[Blog #3] Exploring Data Quality

These past few weeks have been arguably my favorite so far because as I have progressed further into the projects I've been working on, I've been able to learn a lot about how the platform works, in part by listening in on paper discussions and through formal explanations, but even moreso by working with the different elements of the platform and exploring how they work for myself. I have continued working with DISTIL with the more specific focus of data quality checks. One of the first things I worked on in these past few weeks was changing how the distillers output data quality information. Originally, we had all of the data quality checks output a 1 at timestamps where a data quality issue was found and output 0 if there was no data quality issue at the point at that time in the input. However, this means that the data quality stream would take up as much memory as the input stream, which would be really inefficient if we wanted to run multiple data quality checks on each stream. Therefore, we decided to change the distillers to not output anything if there wasn’t any issues found, reducing the size of the output significantly.
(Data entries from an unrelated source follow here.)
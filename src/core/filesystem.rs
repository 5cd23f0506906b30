use crate::adapters::FileStore;
use crate::config::FsOptions;
use crate::core::block_handler::BlockHandler;
use crate::core::path::{validate_name, ContainerPath};
use crate::domain::model::{
    ContainerStats, DefragReport, DirectoryNode, FileEntry, FileId, Metadata, Node, NodeKind,
};
use crate::domain::ports::BlockStore;
use crate::utils::error::{FsError, Result};
use crate::utils::validation::Validate;
use std::path::Path;

/// A directory tree stored inside a single container.
///
/// Every mutating call persists the header before it returns. When a call fails,
/// the in-memory tree is left as it was before the call.
pub struct FileSystem<S: BlockStore = FileStore> {
    handler: BlockHandler<S>,
}

impl FileSystem<FileStore> {
    pub fn open<P: AsRef<Path>>(path: P) -> Result<Self> {
        Self::open_with(path, &FsOptions::default())
    }

    pub fn open_with<P: AsRef<Path>>(path: P, options: &FsOptions) -> Result<Self> {
        options.validate()?;
        let store = FileStore::open(path)?;
        tracing::info!("Using container {}", store.path().display());
        Self::with_store(store, options)
    }

    /// Closes the container and deletes its file from the host.
    pub fn destroy(self) -> Result<()> {
        self.handler.into_store().delete()
    }
}

impl<S: BlockStore> FileSystem<S> {
    pub fn with_store(store: S, options: &FsOptions) -> Result<Self> {
        options.validate()?;
        Ok(Self {
            handler: BlockHandler::open(store, options)?,
        })
    }

    pub fn sync(&mut self) -> Result<()> {
        self.handler.sync()
    }

    pub fn close(mut self) -> Result<()> {
        self.handler.sync()
    }

    pub fn into_store(self) -> S {
        self.handler.into_store()
    }

    fn root(&self) -> &DirectoryNode {
        &self.handler.header().root
    }

    pub fn create_directory(&mut self, path: &str) -> Result<()> {
        let path = ContainerPath::parse(path)?;
        let Some((parent, name)) = path.split_last() else {
            return Ok(());
        };

        let parent_dir = directory(self.root(), parent)?;
        match parent_dir.get(name) {
            Some(Node::Directory(_)) => return Ok(()),
            Some(Node::File(_)) => {
                return Err(FsError::AlreadyExists {
                    name: name.to_string(),
                    reason: "exists and it is a file".to_string(),
                })
            }
            None => {}
        }

        self.handler.transaction(|h| {
            directory_mut(&mut h.header_mut().root, parent)?
                .insert(name.to_string(), Node::Directory(DirectoryNode::new()));
            Ok(())
        })?;
        tracing::debug!("Created directory {}", path);
        Ok(())
    }

    /// Creates the directory and any missing parents.
    pub fn create_directories(&mut self, path: &str) -> Result<()> {
        let path = ContainerPath::parse(path)?;
        self.handler.transaction(|h| {
            let mut current = &mut h.header_mut().root;
            for component in path.components() {
                if !current.contains(component) {
                    current.insert(component.clone(), Node::Directory(DirectoryNode::new()));
                }
                current = match current.get_mut(component) {
                    Some(Node::Directory(dir)) => dir,
                    _ => {
                        return Err(FsError::AlreadyExists {
                            name: component.clone(),
                            reason: "exists and it is a file".to_string(),
                        })
                    }
                };
            }
            Ok(())
        })?;
        tracing::debug!("Created directories {}", path);
        Ok(())
    }

    pub fn directory_contents(&self, path: &str) -> Result<Vec<String>> {
        let path = ContainerPath::parse(path)?;
        Ok(directory(self.root(), path.components())?.names())
    }

    pub fn remove_directory(&mut self, path: &str) -> Result<()> {
        let path = ContainerPath::parse(path)?;
        let (parent, name) = split_non_root(&path, "remove the root directory")?;

        match directory(self.root(), parent)?.get(name) {
            Some(Node::Directory(dir)) if !dir.is_empty() => {
                return Err(FsError::DirectoryNotEmpty {
                    path: path.to_string(),
                })
            }
            Some(Node::Directory(_)) => {}
            Some(Node::File(_)) => {
                return Err(FsError::NotADirectory {
                    path: path.to_string(),
                })
            }
            None => {
                return Err(FsError::NotFound {
                    path: path.to_string(),
                })
            }
        }

        self.handler.transaction(|h| {
            directory_mut(&mut h.header_mut().root, parent)?.remove(name);
            Ok(())
        })?;
        tracing::debug!("Removed directory {}", path);
        Ok(())
    }

    /// Removes a directory and everything below it.
    pub fn remove_tree(&mut self, path: &str) -> Result<()> {
        let path = ContainerPath::parse(path)?;
        let (parent, name) = split_non_root(&path, "remove the root directory")?;

        let mut ids = Vec::new();
        match directory(self.root(), parent)?.get(name) {
            Some(Node::Directory(dir)) => dir.collect_file_ids(&mut ids),
            Some(Node::File(_)) => {
                return Err(FsError::NotADirectory {
                    path: path.to_string(),
                })
            }
            None => {
                return Err(FsError::NotFound {
                    path: path.to_string(),
                })
            }
        }

        self.handler.transaction(|h| {
            directory_mut(&mut h.header_mut().root, parent)?.remove(name);
            for id in &ids {
                h.remove(*id)?;
            }
            Ok(())
        })?;
        tracing::debug!("Removed tree {} ({} files)", path, ids.len());
        Ok(())
    }

    pub fn create_file(&mut self, path: &str) -> Result<()> {
        let path = ContainerPath::parse(path)?;
        let (parent, name) = split_non_root(&path, "create a file at the root path")?;

        match directory(self.root(), parent)?.get(name) {
            Some(Node::File(_)) => return Ok(()),
            Some(Node::Directory(_)) => {
                return Err(FsError::AlreadyExists {
                    name: name.to_string(),
                    reason: "exists and it is a directory".to_string(),
                })
            }
            None => {}
        }

        self.handler.transaction(|h| {
            let id = h.create_entry();
            directory_mut(&mut h.header_mut().root, parent)?.insert(name.to_string(), Node::File(id));
            Ok(())
        })?;
        tracing::debug!("Created file {}", path);
        Ok(())
    }

    pub fn remove_file(&mut self, path: &str) -> Result<()> {
        let path = ContainerPath::parse(path)?;
        let id = self.file_id(&path)?;
        let (parent, name) = split_non_root(&path, "remove the root directory")?;

        self.handler.transaction(|h| {
            directory_mut(&mut h.header_mut().root, parent)?.remove(name);
            h.remove(id)?;
            Ok(())
        })?;
        tracing::debug!("Removed file {}", path);
        Ok(())
    }

    /// Renames a node within its directory.
    pub fn rename(&mut self, path: &str, new_name: &str) -> Result<()> {
        let path = ContainerPath::parse(path)?;
        validate_name(new_name)?;
        let (parent, name) = split_non_root(&path, "rename the root directory")?;

        let parent_dir = directory(self.root(), parent)?;
        if !parent_dir.contains(name) {
            return Err(FsError::NotFound {
                path: path.to_string(),
            });
        }
        if name == new_name {
            return Ok(());
        }
        if parent_dir.contains(new_name) {
            return Err(FsError::AlreadyExists {
                name: new_name.to_string(),
                reason: "already exists".to_string(),
            });
        }

        self.handler.transaction(|h| {
            let dir = directory_mut(&mut h.header_mut().root, parent)?;
            if let Some(node) = dir.remove(name) {
                dir.insert(new_name.to_string(), node);
            }
            Ok(())
        })?;
        tracing::debug!("Renamed {} to {}", path, new_name);
        Ok(())
    }

    /// Moves a node into the directory `destination`, keeping its name.
    pub fn move_to(&mut self, path: &str, destination: &str) -> Result<()> {
        let path = ContainerPath::parse(path)?;
        let destination = ContainerPath::parse(destination)?;
        let (parent, name) = split_non_root(&path, "move the root directory")?;

        let source_kind = match directory(self.root(), parent)?.get(name) {
            Some(node) => node.kind(),
            None => {
                return Err(FsError::NotFound {
                    path: path.to_string(),
                })
            }
        };
        if source_kind == NodeKind::Directory && destination.starts_with(&path) {
            return Err(FsError::InvalidOperation {
                message: format!("cannot move {} into itself ({})", path, destination),
            });
        }
        let target = directory(self.root(), destination.components())?;
        if destination.components() == parent {
            return Ok(());
        }
        if target.contains(name) {
            return Err(FsError::AlreadyExists {
                name: name.to_string(),
                reason: format!("already exists in {}", destination),
            });
        }

        self.handler.transaction(|h| {
            let root = &mut h.header_mut().root;
            let node = directory_mut(root, parent)?
                .remove(name)
                .ok_or_else(|| FsError::NotFound {
                    path: path.to_string(),
                })?;
            directory_mut(root, destination.components())?.insert(name.to_string(), node);
            Ok(())
        })?;
        tracing::debug!("Moved {} into {}", path, destination);
        Ok(())
    }

    pub fn write_file(&mut self, path: &str, contents: &[u8]) -> Result<()> {
        let path = ContainerPath::parse(path)?;
        let id = self.file_id(&path)?;
        self.handler.transaction(|h| h.write(id, contents))
    }

    pub fn append_file(&mut self, path: &str, contents: &[u8]) -> Result<()> {
        let path = ContainerPath::parse(path)?;
        let id = self.file_id(&path)?;
        self.handler.transaction(|h| h.append(id, contents))
    }

    pub fn read_file(&mut self, path: &str) -> Result<Vec<u8>> {
        let path = ContainerPath::parse(path)?;
        let id = self.file_id(&path)?;
        self.handler.read(id)
    }

    pub fn file_size(&self, path: &str) -> Result<u64> {
        let path = ContainerPath::parse(path)?;
        let id = self.file_id(&path)?;
        Ok(self.file_entry(id)?.size)
    }

    pub fn exists(&self, path: &str) -> Result<bool> {
        let path = ContainerPath::parse(path)?;
        Ok(path.is_root() || lookup(self.root(), path.components()).is_some())
    }

    pub fn metadata(&self, path: &str) -> Result<Metadata> {
        let path = ContainerPath::parse(path)?;
        if path.is_root() {
            return Ok(directory_metadata(self.root()));
        }

        match lookup(self.root(), path.components()) {
            Some(Node::Directory(dir)) => Ok(directory_metadata(dir)),
            Some(Node::File(id)) => {
                let entry = self.file_entry(*id)?;
                Ok(Metadata {
                    kind: NodeKind::File,
                    size: entry.size,
                    blocks: entry.blocks.len(),
                    entries: 0,
                    created_at: entry.created_at,
                    modified_at: entry.modified_at,
                })
            }
            None => Err(FsError::NotFound {
                path: path.to_string(),
            }),
        }
    }

    /// Depth-first listing of every node below `path`, parents before children.
    pub fn walk(&self, path: &str) -> Result<Vec<(String, NodeKind)>> {
        let path = ContainerPath::parse(path)?;
        let mut out = Vec::new();
        walk_into(directory(self.root(), path.components())?, &path, &mut out)?;
        Ok(out)
    }

    pub fn defragment(&mut self) -> Result<DefragReport> {
        self.handler.defragment()
    }

    pub fn stats(&self) -> Result<ContainerStats> {
        let header = self.handler.header();
        let layout = self.handler.layout();
        let (directories, files) = header.root.count();
        Ok(ContainerStats {
            block_size: layout.block_size,
            header_size: layout.header_size,
            header_len: self.handler.header_len(),
            block_count: header.block_count,
            used_blocks: header.used_blocks.len() as u64,
            free_blocks: header.free_blocks.len() as u64,
            files,
            directories,
            container_len: self.handler.store_len()?,
        })
    }

    fn file_id(&self, path: &ContainerPath) -> Result<FileId> {
        match lookup(self.root(), path.components()) {
            Some(Node::File(id)) => Ok(*id),
            Some(Node::Directory(_)) => Err(FsError::NotAFile {
                path: path.to_string(),
            }),
            None if path.is_root() => Err(FsError::NotAFile {
                path: path.to_string(),
            }),
            None => Err(FsError::NotFound {
                path: path.to_string(),
            }),
        }
    }

    fn file_entry(&self, id: FileId) -> Result<&FileEntry> {
        self.handler
            .header()
            .files
            .get(&id)
            .ok_or_else(|| FsError::CorruptContainer {
                message: format!("file entry {} is missing", id),
            })
    }
}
The next task I worked on was figuring out how to narrow down the computation required for a data quality check by first looking through the aggregate input data. As an example, for the distiller meant to find outputs of exactly zero, we can greatly reduce the computation required to identify the zeros by first filtering out the larger windows of data where the minimum value is greater than zero. While we knew that this was possible to do, we didn’t have any example of distillers that used this, so I spent a good amount of time looking into the DISTIL codebase to figure out how to implement it. After figuring out how these aggregate stages worked and implementing them in the zero-detection distiller, I wrote up a description of how to implement them more generally.


In addition to the checks that we had already written to check for zeros and repeated values, we wanted to add checks to identify gaps of data or places where the sensor output two data points at the exact same time. I was able to build the distiller to check for points with duplicate time stamps, but it ended up being more difficult than expected to build a distiller to check for gaps. My initial implementation was able to identify smaller gaps of data, but wasn’t able to identify gaps of data that were longer than a day, as shown in the pictures below. The red graph represents a sample input data stream, and the blue represents gaps that were detected. While the gap in the first image is completely detected (because it is only a few hours long), the gap in the second image is only partially detected.


I wasn’t sure why this was happening, so I spent a lot of time digging around in the code that makes DISTIL run. Eventually, I figured out that the issue was with how DISTIL decides which input data should be processed. In order to reflect real time updates in the input data, DISTIL figures out which chunks of data in the input have been changed since they were last processed, and sends only those time ranges to the distiller to be processed. However, if there is a large gap in the data, the time range that falls within that gap will never have any changes (since no data was ever written there), and therefore that section of the input data will never be processed by the distiller. After sharing these conclusions with other people at the company, we decided that DISTIL was not the best tool to use for gap detection, and this should probably be implemented separately.


The last task that I worked on in this period was making it easier to write distillers. When writing my first distiller, I was able to copy an existing distiller and essentially pattern-match to make it work. However, it isn’t always clear what options there are in terms of customizing the distiller by just pattern-matching, and it’s hard to distinguish between optional components and required components. Therefore, I decided to create a template for writing distillers. By this point, I had written a good number of distillers and learned a lot about how they work, so I felt equipped to write a general outline of what needs to be included in a distiller and a summary of the additional options that can be included. 


In my final two weeks at PingThings, I hope to make the work on data quality that I’ve done so far more useful. I plan to work with Michael, another member of the data science team, on making it possible to easily work with the data quality information generated by distillers through the Python API, which is how most users interface with the data on PingThings’ platform. I also hope to run these data quality distillers on data from real sensors and try to get some useful results. I'm really excited about all of the work that I've done so far, and I've learned so much about how DISTIL works in just these past few weeks.